_Exercise instructions_: Using the listing below, set down exactly the lines starting at the line that contains "loading and validation." and ending at the line that contains "stored on disk.", both included, and no others.

_Data for the task_:
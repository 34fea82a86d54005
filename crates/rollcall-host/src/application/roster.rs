//! Roster: the host's single record of who is connected, challenged,
//! authorized, and attending.
//!
//! Every piece of shared mutable state the host keeps lives here, behind one
//! `std::sync::Mutex`.  Connection workers never touch the maps directly;
//! they call the atomic operations below, each of which takes the lock once,
//! applies a whole transition, and emits any resulting attendance event while
//! still holding it so that notifications leave in mutation order.
//!
//! # Ownership (for beginners)
//!
//! Each entry remembers which connection created it (a [`ConnectionId`]).
//! When a connection goes away it can only remove entries it owns.  This
//! matters under last-authenticated-wins:
//!
//! ```text
//! conn 1 authenticates as A   connections[A] = conn 1
//! conn 2 authenticates as A   connections[A] = conn 2, conn 1 is closed
//! conn 1 worker cleans up     evict(A, conn 1) → nothing owned, no-op
//! ```
//!
//! Without the ownership check the stale worker's cleanup would tear down
//! the binding that replaced it.

use std::collections::{HashMap, HashSet};
use std::fmt;
use std::sync::{Arc, Mutex, MutexGuard};

use rollcall_core::{AuthorizedSet, ChannelHandle, EventSink, Identity, SessionEvent};
use thiserror::Error;
use tracing::{debug, info, warn};

/// Per-session connection number assigned by the acceptor.
#[derive(Debug, Clone, Copy, PartialEq, Eq, Hash, PartialOrd, Ord)]
pub struct ConnectionId(pub u64);

impl fmt::Display for ConnectionId {
    fn fmt(&self, f: &mut fmt::Formatter<'_>) -> fmt::Result {
        write!(f, "conn-{}", self.0)
    }
}

/// Error returned by roster mutations.
#[derive(Debug, Error, PartialEq, Eq)]
pub enum RosterError {
    /// The roster was closed by [`Roster::close_all`]; no new bindings.
    #[error("session is closed")]
    SessionClosed,
}

/// Result of a successful [`Roster::try_bind_identity`].
#[derive(Debug, Clone, PartialEq, Eq)]
pub struct BindOutcome {
    /// `true` if the identity was appended to the attendee list.
    pub newly_attending: bool,
    /// The connection whose binding was displaced, if any.
    pub displaced: Option<ConnectionId>,
}

/// Point-in-time copy of every roster set.
#[derive(Debug, Clone, Default, PartialEq, Eq)]
pub struct RosterSnapshot {
    pub connections: HashMap<Identity, ConnectionId>,
    pub challenges: HashMap<Identity, u32>,
    pub authorized: HashSet<Identity>,
    pub attendees: Vec<Identity>,
}

impl RosterSnapshot {
    /// `true` if `identity` appears in none of the four sets.
    pub fn excludes(&self, identity: &Identity) -> bool {
        !self.connections.contains_key(identity)
            && !self.challenges.contains_key(identity)
            && !self.authorized.contains(identity)
            && !self.attendees.contains(identity)
    }
}

#[derive(Debug)]
struct Binding {
    conn: ConnectionId,
    handle: ChannelHandle,
}

#[derive(Debug, Clone, Copy)]
struct PendingChallenge {
    conn: ConnectionId,
    value: u32,
}

#[derive(Debug, Default)]
struct RosterState {
    connections: HashMap<Identity, Binding>,
    challenges: HashMap<Identity, PendingChallenge>,
    authorized: HashSet<Identity>,
    attendees: Vec<Identity>,
    closed: bool,
}

/// Shared host roster.  Cheap to clone: all clones see the same state.
#[derive(Clone)]
pub struct Roster {
    permitted: Arc<AuthorizedSet>,
    state: Arc<Mutex<RosterState>>,
    events: EventSink,
}

impl Roster {
    /// Creates an empty roster over a fixed authorized set.
    pub fn new(permitted: AuthorizedSet, events: EventSink) -> Self {
        Self {
            permitted: Arc::new(permitted),
            state: Arc::new(Mutex::new(RosterState::default())),
            events,
        }
    }

    /// The read-only authorized set.
    pub fn permitted(&self) -> &AuthorizedSet {
        &self.permitted
    }

    /// `true` if `identity` may join this session at all.
    pub fn is_permitted(&self, identity: &Identity) -> bool {
        self.permitted.contains(identity)
    }

    /// Records `value` as the pending challenge for `identity`, issued on
    /// `conn`.  Replaces any earlier challenge.
    pub fn issue_challenge(
        &self,
        identity: &Identity,
        conn: ConnectionId,
        value: u32,
    ) -> Result<(), RosterError> {
        let mut state = self.lock();
        if state.closed {
            return Err(RosterError::SessionClosed);
        }
        state
            .challenges
            .insert(identity.clone(), PendingChallenge { conn, value });
        debug!(%identity, %conn, "challenge recorded");
        Ok(())
    }

    /// Binds `identity` to the channel of `conn` after a verified response.
    ///
    /// Clears the pending challenge, marks the identity authorized, and
    /// appends it to the attendees once.  If another connection already held
    /// the binding, that connection's channel is closed (last-authenticated
    /// wins).
    ///
    /// # Errors
    ///
    /// Returns [`RosterError::SessionClosed`] after [`close_all`](Self::close_all).
    pub fn try_bind_identity(
        &self,
        identity: &Identity,
        conn: ConnectionId,
        handle: ChannelHandle,
    ) -> Result<BindOutcome, RosterError> {
        let mut state = self.lock();
        if state.closed {
            return Err(RosterError::SessionClosed);
        }

        state.challenges.remove(identity);
        state.authorized.insert(identity.clone());

        let previous = state
            .connections
            .insert(identity.clone(), Binding { conn, handle });
        let displaced = match previous {
            Some(old) if old.conn != conn => {
                info!(%identity, stale = %old.conn, current = %conn, "identity re-authenticated; closing stale channel");
                old.handle.close();
                Some(old.conn)
            }
            _ => None,
        };

        let newly_attending = !state.attendees.contains(identity);
        if newly_attending {
            state.attendees.push(identity.clone());
            self.emit_attendance(&state);
        }

        Ok(BindOutcome {
            newly_attending,
            displaced,
        })
    }

    /// Removes every entry for `identity` that `conn` owns.
    ///
    /// Entries owned by another connection are left alone.  Returns `true`
    /// if anything was removed.
    pub fn evict(&self, identity: &Identity, conn: ConnectionId) -> bool {
        let mut state = self.lock();

        let had_challenge = matches!(state.challenges.get(identity), Some(c) if c.conn == conn);
        if had_challenge {
            state.challenges.remove(identity);
        }

        let owns_binding = matches!(state.connections.get(identity), Some(b) if b.conn == conn);
        if !owns_binding {
            return had_challenge;
        }

        if let Some(binding) = state.connections.remove(identity) {
            binding.handle.close();
        }
        state.authorized.remove(identity);
        let before = state.attendees.len();
        state.attendees.retain(|a| a != identity);
        if state.attendees.len() != before {
            self.emit_attendance(&state);
        }
        debug!(%identity, %conn, "roster entries evicted");
        true
    }

    /// Channel currently bound to `identity`, if any.
    pub fn sender_for(&self, identity: &Identity) -> Option<ChannelHandle> {
        self.lock()
            .connections
            .get(identity)
            .map(|b| b.handle.clone())
    }

    /// Ordered copy of the attendee list.
    pub fn snapshot_attendees(&self) -> Vec<Identity> {
        self.lock().attendees.clone()
    }

    /// Copy of all four roster sets.
    pub fn snapshot(&self) -> RosterSnapshot {
        let state = self.lock();
        RosterSnapshot {
            connections: state
                .connections
                .iter()
                .map(|(id, b)| (id.clone(), b.conn))
                .collect(),
            challenges: state
                .challenges
                .iter()
                .map(|(id, c)| (id.clone(), c.value))
                .collect(),
            authorized: state.authorized.clone(),
            attendees: state.attendees.clone(),
        }
    }

    /// Closes every bound channel, clears all state, and refuses further
    /// bindings.  Idempotent.
    pub fn close_all(&self) {
        let mut state = self.lock();
        if state.closed {
            return;
        }
        state.closed = true;
        for binding in state.connections.values() {
            binding.handle.close();
        }
        let had_attendees = !state.attendees.is_empty();
        state.connections.clear();
        state.challenges.clear();
        state.authorized.clear();
        state.attendees.clear();
        if had_attendees {
            self.emit_attendance(&state);
        }
    }

    fn lock(&self) -> MutexGuard<'_, RosterState> {
        // Poisoning is ignored; no transition leaves the maps half-updated.
        self.state.lock().unwrap_or_else(|poisoned| poisoned.into_inner())
    }

    fn emit_attendance(&self, state: &RosterState) {
        if self
            .events
            .send(SessionEvent::AttendanceChanged(state.attendees.clone()))
            .is_err()
        {
            warn!("event receiver dropped; attendance change not delivered");
        }
    }
}

impl fmt::Debug for Roster {
    fn fmt(&self, f: &mut fmt::Formatter<'_>) -> fmt::Result {
        f.debug_struct("Roster")
            .field("permitted", &self.permitted.len())
            .field("attendees", &self.snapshot_attendees())
            .finish()
    }
}

// ── Tests ─────────────────────────────────────────────────────────────────────
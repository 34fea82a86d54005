//! rollcall-client library entry point.
//!
//! # What does the participant side do? (for beginners)
//!
//! A participant is one student's device.  It:
//!
//! 1. Connects to the host over TCP and sends the greeting with its identity.
//! 2. Receives a random number in plaintext and sends it back encrypted under
//!    a key derived from its identity.  Only a participant that knows the
//!    identity-to-key rule can answer correctly.
//! 3. From then on exchanges chat messages encrypted the same way, and
//!    delivers decrypted messages to the application as `SessionEvent`s.

/// Application layer: the pure client handshake.
pub mod application;

/// Infrastructure layer: the TCP session.
pub mod infrastructure;

pub use application::handshake::{ClientAction, ClientHandshake, ClientPhase};
pub use infrastructure::network::{
    ClientConfig, ClientError, ClientSession, DEFAULT_HANDSHAKE_TIMEOUT,
};
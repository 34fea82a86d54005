//! Rollcall node: entry point.
//!
//! Runs one classroom session from the terminal, either as the host that
//! takes attendance or as a participant joining it.  Lines typed on stdin
//! become messages; session events are printed as they arrive.
//!
//! # Usage
//!
//! ```text
//! rollcall [--config <PATH>] host [--address <IP>] [--port <PORT>]
//! rollcall [--config <PATH>] join [--address <IP>] [--port <PORT>] [--student-id <ID>]
//! ```
//!
//! As host, type `<student-id> <message>` to message one participant.  As a
//! participant, every line is sent to the host.
//!
//! # Environment variable overrides
//!
//! | Variable              | Description                          |
//! |-----------------------|--------------------------------------|
//! | `ROLLCALL_CONFIG`     | Config file path                     |
//! | `ROLLCALL_STUDENT_ID` | Identity used by `join`              |
//! | `RUST_LOG`            | Log filter; overrides `node.log_level` |

use std::path::PathBuf;

use anyhow::Context;
use clap::{Parser, Subcommand};
use rollcall_core::{Envelope, Identity, IdentityCipher, SessionEvent};
use rollcall_node::application::{ActiveSession, LinkController};
use rollcall_node::domain::{LinkSettings, NodeConfig};
use rollcall_node::infrastructure::{default_config_path, load_config};
use tokio::io::{AsyncBufReadExt, BufReader};
use tracing::{info, warn};
use tracing_subscriber::EnvFilter;

// ── CLI argument definitions ──────────────────────────────────────────────────

/// Local classroom messaging with challenge–response attendance.
#[derive(Debug, Parser)]
#[command(name = "rollcall", version)]
struct Cli {
    /// Config file to load instead of the platform default.
    #[arg(long, env = "ROLLCALL_CONFIG", global = true)]
    config: Option<PathBuf>,

    #[command(subcommand)]
    command: Command,
}

#[derive(Debug, Subcommand)]
enum Command {
    /// Host a session and take attendance.
    Host {
        /// Address to listen on; defaults to `network.host_address`.
        #[arg(long)]
        address: Option<String>,
        #[arg(long)]
        port: Option<u16>,
    },
    /// Join a hosted session.
    Join {
        /// Host address; defaults to `network.host_address`.
        #[arg(long)]
        address: Option<String>,
        #[arg(long)]
        port: Option<u16>,
        #[arg(long, env = "ROLLCALL_STUDENT_ID")]
        student_id: Option<String>,
    },
}

impl Command {
    fn is_host(&self) -> bool {
        matches!(self, Self::Host { .. })
    }
}

impl Cli {
    /// Applies command-line overrides on top of the loaded config and
    /// validates the result.
    ///
    /// # Errors
    ///
    /// Returns an error if the resulting host address is not an IP.
    fn into_settings(self, mut config: NodeConfig) -> anyhow::Result<LinkSettings> {
        let (address, port) = match self.command {
            Command::Host { address, port } => (address, port),
            Command::Join {
                address,
                port,
                student_id,
            } => {
                if student_id.is_some() {
                    config.client.student_id = student_id;
                }
                (address, port)
            }
        };
        if let Some(address) = address {
            config.network.host_address = address;
        }
        if let Some(port) = port {
            config.network.port = port;
        }

        config.link_settings().context("invalid settings")
    }
}

// ── Entry point ───────────────────────────────────────────────────────────────

#[tokio::main]
async fn main() -> anyhow::Result<()> {
    let cli = Cli::parse();

    let config = match cli.config.clone().or_else(default_config_path) {
        Some(path) => load_config(&path)
            .with_context(|| format!("failed to load config from {}", path.display()))?,
        None => NodeConfig::default(),
    };

    tracing_subscriber::fmt()
        .with_env_filter(
            EnvFilter::try_from_default_env()
                .unwrap_or_else(|_| EnvFilter::new(&config.node.log_level)),
        )
        .init();

    let is_host = cli.command.is_host();
    let settings = cli.into_settings(config)?;
    let host_address = settings.host_address.to_string();
    let port = settings.port;

    let (mut controller, mut events) = LinkController::new(settings);
    controller
        .link_established(is_host, &host_address)
        .await
        .with_context(|| format!("could not start session on {host_address}:{port}"))?;

    if let Some(host) = controller.host_session() {
        info!("hosting on {}; type '<student-id> <message>'", host.local_addr());
    } else {
        info!("joined; type a message and press Enter");
    }

    let mut lines = BufReader::new(tokio::io::stdin()).lines();
    let mut stdin_open = true;

    loop {
        tokio::select! {
            line = lines.next_line(), if stdin_open => match line {
                Ok(Some(line)) => dispatch_line(&controller, &line).await,
                Ok(None) => {
                    info!("stdin closed; still listening until Ctrl+C");
                    stdin_open = false;
                }
                Err(e) => {
                    warn!("stdin read failed: {e}");
                    stdin_open = false;
                }
            },
            event = events.recv() => match event {
                Some(SessionEvent::Disconnected) => {
                    println!("* disconnected from host");
                    break;
                }
                Some(event) => report(&event, is_host),
                None => break,
            },
            result = tokio::signal::ctrl_c() => {
                if let Err(e) = result {
                    warn!("failed to listen for Ctrl+C: {e}");
                }
                info!("received Ctrl+C; shutting down");
                break;
            }
        }
    }

    controller.link_lost().await;
    info!("rollcall stopped");
    Ok(())
}

// ── Line and event handling ───────────────────────────────────────────────────

async fn dispatch_line(controller: &LinkController, line: &str) {
    let line = line.trim();
    if line.is_empty() {
        return;
    }

    match controller.active() {
        Some(ActiveSession::Host(host)) => {
            let Some((recipient, text)) = parse_directed(line) else {
                warn!("expected '<student-id> <message>'");
                return;
            };
            if let Err(e) = host.send_text_to(&Identity::from(recipient), text).await {
                warn!("message to {recipient} not sent: {e}");
            }
        }
        Some(ActiveSession::Client(client)) => {
            if let Err(e) = client.send_text(line).await {
                warn!("message not sent: {e}");
            }
        }
        None => warn!("no active session"),
    }
}

/// Splits `"<id> <text>"` into its recipient and message.
fn parse_directed(line: &str) -> Option<(&str, &str)> {
    let (recipient, text) = line.trim().split_once(char::is_whitespace)?;
    let text = text.trim();
    (!text.is_empty()).then_some((recipient, text))
}

fn report(event: &SessionEvent, is_host: bool) {
    match event {
        SessionEvent::Message(envelope) => println!("{}", render_message(envelope, is_host)),
        SessionEvent::AttendanceChanged(attendees) => {
            let names: Vec<&str> = attendees.iter().map(Identity::as_str).collect();
            println!("* attendance ({}): {}", names.len(), names.join(", "));
        }
        SessionEvent::HandshakeFailed { identity, reason } => match identity {
            Some(identity) => println!("* {identity} failed to authenticate: {reason}"),
            None => println!("* a connection failed to authenticate: {reason}"),
        },
        SessionEvent::Disconnected => println!("* disconnected"),
    }
}

/// Formats a received message for the terminal.
///
/// The host receives payloads still `sealed` under the sender's key; the
/// participant session has already opened them.
fn render_message(envelope: &Envelope, sealed: bool) -> String {
    match envelope.participant_id() {
        Some(sender) if sealed => {
            match IdentityCipher::for_identity(sender).decrypt(envelope.payload()) {
                Ok(text) => format!("[{sender}] {text}"),
                Err(e) => format!("[{sender}] <unreadable: {e}>"),
            }
        }
        _ => format!("[{}] {}", envelope.sender_address(), envelope.payload()),
    }
}

// ── Tests ─────────────────────────────────────────────────────────────────────
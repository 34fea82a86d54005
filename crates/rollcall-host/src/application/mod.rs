//! Application layer for the host.
//!
//! # What lives here? (for beginners)
//!
//! Pure session logic with no sockets and no tasks:
//!
//! - **`handshake`** – The per-connection state machine.  Given one received
//!   envelope it decides what should happen next (issue a challenge, bind,
//!   deliver, evict) and returns that as an `Action` value.
//!
//! - **`roster`** – The one shared, mutex-guarded record of connections,
//!   pending challenges, authorized identities, and attendees.  Every
//!   mutation is a single atomic operation.
//!
//! The infrastructure layer wires these to real TCP connections.

pub mod handshake;
pub mod roster;
//! Challenge value generators.

use std::sync::Mutex;

use rand::rngs::StdRng;
use rand::{Rng, SeedableRng};

use crate::application::handshake::ChallengeSource;

/// Smallest challenge value issued.
pub const CHALLENGE_MIN: u32 = 1;
/// One past the largest challenge value issued.
pub const CHALLENGE_MAX_EXCLUSIVE: u32 = 100_000;

/// Draws challenges from the thread-local RNG.
#[derive(Debug, Default, Clone, Copy)]
pub struct RandomChallenges;

impl ChallengeSource for RandomChallenges {
    fn next_challenge(&self) -> u32 {
        rand::thread_rng().gen_range(CHALLENGE_MIN..CHALLENGE_MAX_EXCLUSIVE)
    }
}

/// Reproducible challenge sequence from a fixed seed.
#[derive(Debug)]
pub struct SeededChallenges {
    rng: Mutex<StdRng>,
}

impl SeededChallenges {
    pub fn new(seed: u64) -> Self {
        Self {
            rng: Mutex::new(StdRng::seed_from_u64(seed)),
        }
    }
}

impl ChallengeSource for SeededChallenges {
    fn next_challenge(&self) -> u32 {
        let mut rng = self.rng.lock().unwrap_or_else(|p| p.into_inner());
        rng.gen_range(CHALLENGE_MIN..CHALLENGE_MAX_EXCLUSIVE)
    }
}

// ── Tests ─────────────────────────────────────────────────────────────────────
//! Node configuration schema.
//!
//! [`NodeConfig`] is what the `rollcall` binary reads from its TOML file.
//! Every field has a serde default, so an empty or missing file yields a
//! working classroom setup:
//!
//! ```toml
//! [node]
//! log_level = "info"
//!
//! [network]
//! port = 9999
//! host_address = "192.168.49.1"
//!
//! [roster]
//! authorized = ["816032311", "816117992"]
//!
//! [client]
//! student_id = "816032311"
//! handshake_timeout_secs = 10
//! ```
//!
//! [`LinkSettings`] is the validated, typed form the link controller works
//! with; [`NodeConfig::link_settings`] converts one into the other.

use std::net::IpAddr;
use std::time::Duration;

use rollcall_core::{AuthorizedSet, Identity};
use serde::{Deserialize, Serialize};
use thiserror::Error;

/// Error type for configuration loading and validation.
#[derive(Debug, Error)]
pub enum ConfigError {
    /// A file system I/O error occurred.
    #[error("I/O error accessing config at {path}: {source}")]
    Io {
        path: std::path::PathBuf,
        #[source]
        source: std::io::Error,
    },

    /// The TOML content could not be parsed.
    #[error("failed to parse config TOML: {0}")]
    Parse(#[from] toml::de::Error),

    /// The config could not be serialized to TOML.
    #[error("failed to serialize config: {0}")]
    Serialize(#[from] toml::ser::Error),

    /// An address field is not a valid IP address.
    #[error("invalid {field}: '{value}' is not an IP address")]
    InvalidAddress { field: &'static str, value: String },
}

// ── Config schema types ───────────────────────────────────────────────────────

/// Top-level configuration stored on disk.
#[derive(Debug, Clone, Default, Serialize, Deserialize, PartialEq)]
pub struct NodeConfig {
    #[serde(default)]
    pub node: GeneralConfig,
    #[serde(default)]
    pub network: NetworkConfig,
    #[serde(default)]
    pub roster: RosterConfig,
    #[serde(default)]
    pub client: ClientConfig,
}

#[derive(Debug, Clone, Serialize, Deserialize, PartialEq)]
pub struct GeneralConfig {
    /// `tracing` filter used when `RUST_LOG` is not set.
    #[serde(default = "default_log_level")]
    pub log_level: String,
}

/// Where the host listens and where participants connect.
#[derive(Debug, Clone, Serialize, Deserialize, PartialEq)]
pub struct NetworkConfig {
    #[serde(default = "default_port")]
    pub port: u16,
    /// The host's address on the peer-to-peer group network.
    #[serde(default = "default_host_address")]
    pub host_address: String,
}

/// Identities permitted to join a hosted session.
#[derive(Debug, Clone, Serialize, Deserialize, PartialEq)]
pub struct RosterConfig {
    #[serde(default = "default_authorized")]
    pub authorized: Vec<String>,
}

/// Participant settings.
#[derive(Debug, Clone, Serialize, Deserialize, PartialEq)]
pub struct ClientConfig {
    /// Identity to join with.  Required for `join`, unused when hosting.
    #[serde(default, skip_serializing_if = "Option::is_none")]
    pub student_id: Option<String>,
    #[serde(default = "default_handshake_timeout_secs")]
    pub handshake_timeout_secs: u64,
}

// ── Default helpers ───────────────────────────────────────────────────────────

fn default_log_level() -> String {
    "info".to_string()
}
fn default_port() -> u16 {
    9999
}
fn default_host_address() -> String {
    "192.168.49.1".to_string()
}
fn default_handshake_timeout_secs() -> u64 {
    10
}

/// The class list a fresh install ships with.
const DEFAULT_CLASS: [&str; 30] = [
    "816032311", "816117992", "816001234", "816002345", "816003456", "816004567", "816005678",
    "816006789", "816007890", "816008901", "816009012", "816010123", "816011234", "816012345",
    "816013456", "816014567", "816015678", "816016789", "816017890", "816018901", "816019012",
    "816020123", "816021234", "816022345", "816023456", "816024567", "816025678", "816026789",
    "816027890", "816028901",
];

fn default_authorized() -> Vec<String> {
    DEFAULT_CLASS.iter().map(|s| s.to_string()).collect()
}

impl Default for GeneralConfig {
    fn default() -> Self {
        Self {
            log_level: default_log_level(),
        }
    }
}

impl Default for NetworkConfig {
    fn default() -> Self {
        Self {
            port: default_port(),
            host_address: default_host_address(),
        }
    }
}

impl Default for RosterConfig {
    fn default() -> Self {
        Self {
            authorized: default_authorized(),
        }
    }
}

impl Default for ClientConfig {
    fn default() -> Self {
        Self {
            student_id: None,
            handshake_timeout_secs: default_handshake_timeout_secs(),
        }
    }
}

// ── Validated settings ────────────────────────────────────────────────────────

/// Typed settings consumed by the link controller.
#[derive(Debug, Clone, PartialEq, Eq)]
pub struct LinkSettings {
    pub port: u16,
    pub host_address: IpAddr,
    pub authorized: AuthorizedSet,
    pub identity: Option<Identity>,
    pub handshake_timeout: Duration,
}

impl NodeConfig {
    /// Validates the file contents into [`LinkSettings`].
    ///
    /// # Errors
    ///
    /// Returns [`ConfigError::InvalidAddress`] if `network.host_address` is
    /// not an IP address.
    pub fn link_settings(&self) -> Result<LinkSettings, ConfigError> {
        let host_address = self
            .network
            .host_address
            .parse()
            .map_err(|_| ConfigError::InvalidAddress {
                field: "network.host_address",
                value: self.network.host_address.clone(),
            })?;

        Ok(LinkSettings {
            port: self.network.port,
            host_address,
            authorized: self.roster.authorized.iter().map(String::as_str).collect(),
            identity: self.client.student_id.as_deref().map(Identity::from),
            handshake_timeout: Duration::from_secs(self.client.handshake_timeout_secs),
        })
    }
}

// ── Tests ─────────────────────────────────────────────────────────────────────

_Task result_:
/// Error type for configuration loading and validation.
#[derive(Debug, Error)]
pub enum ConfigError {
    /// A file system I/O error occurred.
    #[error("I/O error accessing config at {path}: {source}")]
    Io {
        path: std::path::PathBuf,
        #[source]
        source: std::io::Error,
    },

    /// The TOML content could not be parsed.
    #[error("failed to parse config TOML: {0}")]
    Parse(#[from] toml::de::Error),

    /// The config could not be serialized to TOML.
    #[error("failed to serialize config: {0}")]
    Serialize(#[from] toml::ser::Error),

    /// An address field is not a valid IP address.
    #[error("invalid {field}: '{value}' is not an IP address")]
    InvalidAddress { field: &'static str, value: String },
}

// ── Config schema types ───────────────────────────────────────────────────────

/// Top-level configuration stored on disk.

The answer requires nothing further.